Intel is warning of a rare critical-severity vulnerability affecting several of its motherboards, server systems and compute modules. The flaw could allow an unauthenticated, remote attacker to achieve escalated privileges.
The recently patched flaw (CVE-2020-8708) ranks 9.6 out of 10 on the CVSS scale, making it critical. Dmytro Oleksiuk, who discovered the flaw, told Threatpost that it exists in the firmware of Emulex Pilot 3. This baseboard-management controller is a service processor that monitors the physical state of a computer, network server or other hardware devices via specialized sensors.
Emulex Pilot 3 is used by various motherboards, which aggregate all the server components into one system. Also impacted are various server operating systems, and some Intel compute modules, which are electronic circuits, packaged onto a circuit board, that provide various functions.
The critical flaw stems from improper-authentication mechanisms in these Intel products before version 1.59.
In bypassing authentication, an attacker would be able to access to the KVM console of the server. The KVM console can access the system consoles of network devices to monitor and control their functionality. The KVM console is like a remote desktop implemented in the baseboard management controller – it provides an access point to the display, keyboard and mouse of the remote server, Oleksiuk told Threatpost.
The flaw is dangerous as it’s remotely exploitable, and attackers don’t need to be authenticated to exploit it – though they need to be located in the same network segment as the vulnerable server, Oleksiuk told Threatpost.
“The exploit is quite simple and very reliable because it’s a design flaw,” Oleksiuk told Threatpost.

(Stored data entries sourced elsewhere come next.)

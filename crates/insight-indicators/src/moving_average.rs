//! Moving average indicators.

use insight_core::error::IndicatorError;
use insight_core::traits::Indicator;

/// Simple Moving Average (SMA).
///
/// Calculates the arithmetic mean of the last N values.
#[derive(Debug, Clone)]
pub struct Sma {
    period: usize,
}

impl Sma {
    /// Create a new SMA with the specified period.
    pub fn new(period: usize) -> Result<Self, IndicatorError> {
        if period == 0 {
            return Err(IndicatorError::InvalidParameter(
                "SMA period must be greater than 0".into(),
            ));
        }
        Ok(Self { period })
    }

    /// Latest SMA value, NaN when the window has not filled.
    pub fn last(&self, data: &[f64]) -> f64 {
        if data.len() < self.period {
            return f64::NAN;
        }
        data[data.len() - self.period..].iter().sum::<f64>() / self.period as f64
    }
}

impl Indicator for Sma {
    type Output = f64;

    fn calculate(&self, data: &[f64]) -> Vec<f64> {
        let mut result = vec![f64::NAN; data.len()];
        if data.len() < self.period {
            return result;
        }

        let period_f64 = self.period as f64;

        // Initial sum
        let mut sum: f64 = data[..self.period].iter().sum();
        result[self.period - 1] = sum / period_f64;

        // Sliding window
        for i in self.period..data.len() {
            sum = sum - data[i - self.period] + data[i];
            result[i] = sum / period_f64;
        }

        result
    }

    fn period(&self) -> usize {
        self.period
    }

    fn name(&self) -> &str {
        "SMA"
    }
}

/// Exponential Moving Average (EMA).
///
/// Recursive form without bias adjustment: the first sample seeds the
/// average and every later sample applies
/// `ema = price * alpha + ema_prev * (1 - alpha)` with `alpha = 2 / (span + 1)`.
/// Values are masked as NaN until `span` samples have been folded in.
/// NaN inputs are skipped, so a series with a NaN warm-up prefix (such as a
/// MACD line) starts its own recurrence at its first defined value.
#[derive(Debug, Clone)]
pub struct Ema {
    span: usize,
    alpha: f64,
}

impl Ema {
    /// Create a new EMA with the specified span.
    pub fn new(span: usize) -> Result<Self, IndicatorError> {
        if span == 0 {
            return Err(IndicatorError::InvalidParameter(
                "EMA span must be greater than 0".into(),
            ));
        }
        Ok(Self::with_span(span))
    }

    /// Constructor for spans already known to be non-zero.
    pub(crate) fn with_span(span: usize) -> Self {
        let alpha = 2.0 / (span as f64 + 1.0);
        Self { span, alpha }
    }
}

impl Indicator for Ema {
    type Output = f64;

    fn calculate(&self, data: &[f64]) -> Vec<f64> {
        let mut result = Vec::with_capacity(data.len());
        let one_minus_alpha = 1.0 - self.alpha;
        let mut ema: Option<f64> = None;
        let mut observed = 0usize;

        for &price in data {
            if price.is_nan() {
                result.push(f64::NAN);
                continue;
            }

            let next = match ema {
                Some(prev) => price * self.alpha + prev * one_minus_alpha,
                None => price,
            };
            ema = Some(next);
            observed += 1;

            result.push(if observed >= self.span { next } else { f64::NAN });
        }

        result
    }

    fn period(&self) -> usize {
        self.span
    }

    fn name(&self) -> &str {
        "EMA"
    }
}

#[cfg(test)]
mod tests {
    use super::*;

    #[test]
    fn test_sma() {
        let sma = Sma::new(3).unwrap();
        let data = vec![1.0, 2.0, 3.0, 4.0, 5.0];
        let result = sma.calculate(&data);

        assert_eq!(result.len(), 5);
        assert!(result[0].is_nan());
        assert!(result[1].is_nan());
        assert!((result[2] - 2.0).abs() < 1e-10); // (1+2+3)/3
        assert!((result[3] - 3.0).abs() < 1e-10); // (2+3+4)/3
        assert!((result[4] - 4.0).abs() < 1e-10); // (3+4+5)/3
        assert!((sma.last(&data) - 4.0).abs() < 1e-10);
    }

    #[test]
    fn test_sma_insufficient_data() {
        let sma = Sma::new(5).unwrap();
        let data = vec![1.0, 2.0, 3.0];

        assert!(sma.calculate(&data).iter().all(|v| v.is_nan()));
        assert!(sma.last(&data).is_nan());
        assert!(sma.validate_data(&data).is_err());
    }

    #[test]
    fn test_zero_period_rejected() {
        assert!(Sma::new(0).is_err());
        assert!(Ema::new(0).is_err());
    }

    #[test]
    fn test_ema_recursive_seed() {
        let ema = Ema::new(3).unwrap();
        let data = vec![1.0, 2.0, 3.0, 4.0, 5.0];
        let result = ema.calculate(&data);

        // alpha = 2/(3+1) = 0.5, seeded with the first price
        // 1.0 -> 1.5 -> 2.25 -> 3.125 -> 4.0625
        assert_eq!(result.len(), 5);
        assert!(result[0].is_nan());
        assert!(result[1].is_nan());
        assert!((result[2] - 2.25).abs() < 1e-10);
        assert!((result[3] - 3.125).abs() < 1e-10);
        assert!((result[4] - 4.0625).abs() < 1e-10);
    }

    #[test]
    fn test_ema_skips_leading_nan() {
        let ema = Ema::new(2).unwrap();
        let data = vec![f64::NAN, f64::NAN, 4.0, 6.0, 6.0];
        let result = ema.calculate(&data);

        // alpha = 2/3; seeded at 4.0
        assert!(result[0].is_nan());
        assert!(result[1].is_nan());
        assert!(result[2].is_nan());
        let expected = 6.0 * (2.0 / 3.0) + 4.0 / 3.0;
        assert!((result[3] - expected).abs() < 1e-10);
        assert!(result[4] > result[3]);
    }

    #[test]
    fn test_ema_constant_series() {
        let ema = Ema::new(5).unwrap();
        let data = vec![42.0; 10];
        let result = ema.calculate(&data);

        for value in &result[4..] {
            assert!((value - 42.0).abs() < 1e-10);
        }
    }
}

Beyond this critical flaw, Intel also fixed bugs tied to 22 critical-, high-, medium- and low-severity CVEs affecting its server board, systems and compute modules. Other high-severity flaws include a heap-based overflow (CVE-2020-8730) that’s exploitable as an authenticated user; incorrect execution-assigned permissions in the file system (CVE-2020-8731); and a buffer overflow in daemon (CVE-2020-8707) — all three of which enable escalated privileges.
Oleksiuk was credited with reporting CVE-2020-8708, as well as CVE-2020-8706, CVE-2020-8707. All other CVEs were found internally by Intel.
Affected server systems include: The R1000WT and R2000WT families, R1000SP, LSVRP and LR1304SP families and R1000WF and R2000WF families.
Impacted motherboards include: The S2600WT family, S2600CW family, S2600KP family, S2600TP family, S1200SP family, S2600WF family, S2600ST family and S2600BP family.
Finally, impacted compute modules include: The HNS2600KP family, HNS2600TP family and HNS2600BP family. More information regarding patches is available in Intel’s security advisory.
Intel also issued an array of other security advisories addressing high-severity flaws across its product lines, including ones that affect Intel Graphics Drivers, Intel’s RAID web console 3 for Windows, Intel Server Board M10JNP2SB and Intel NUCs.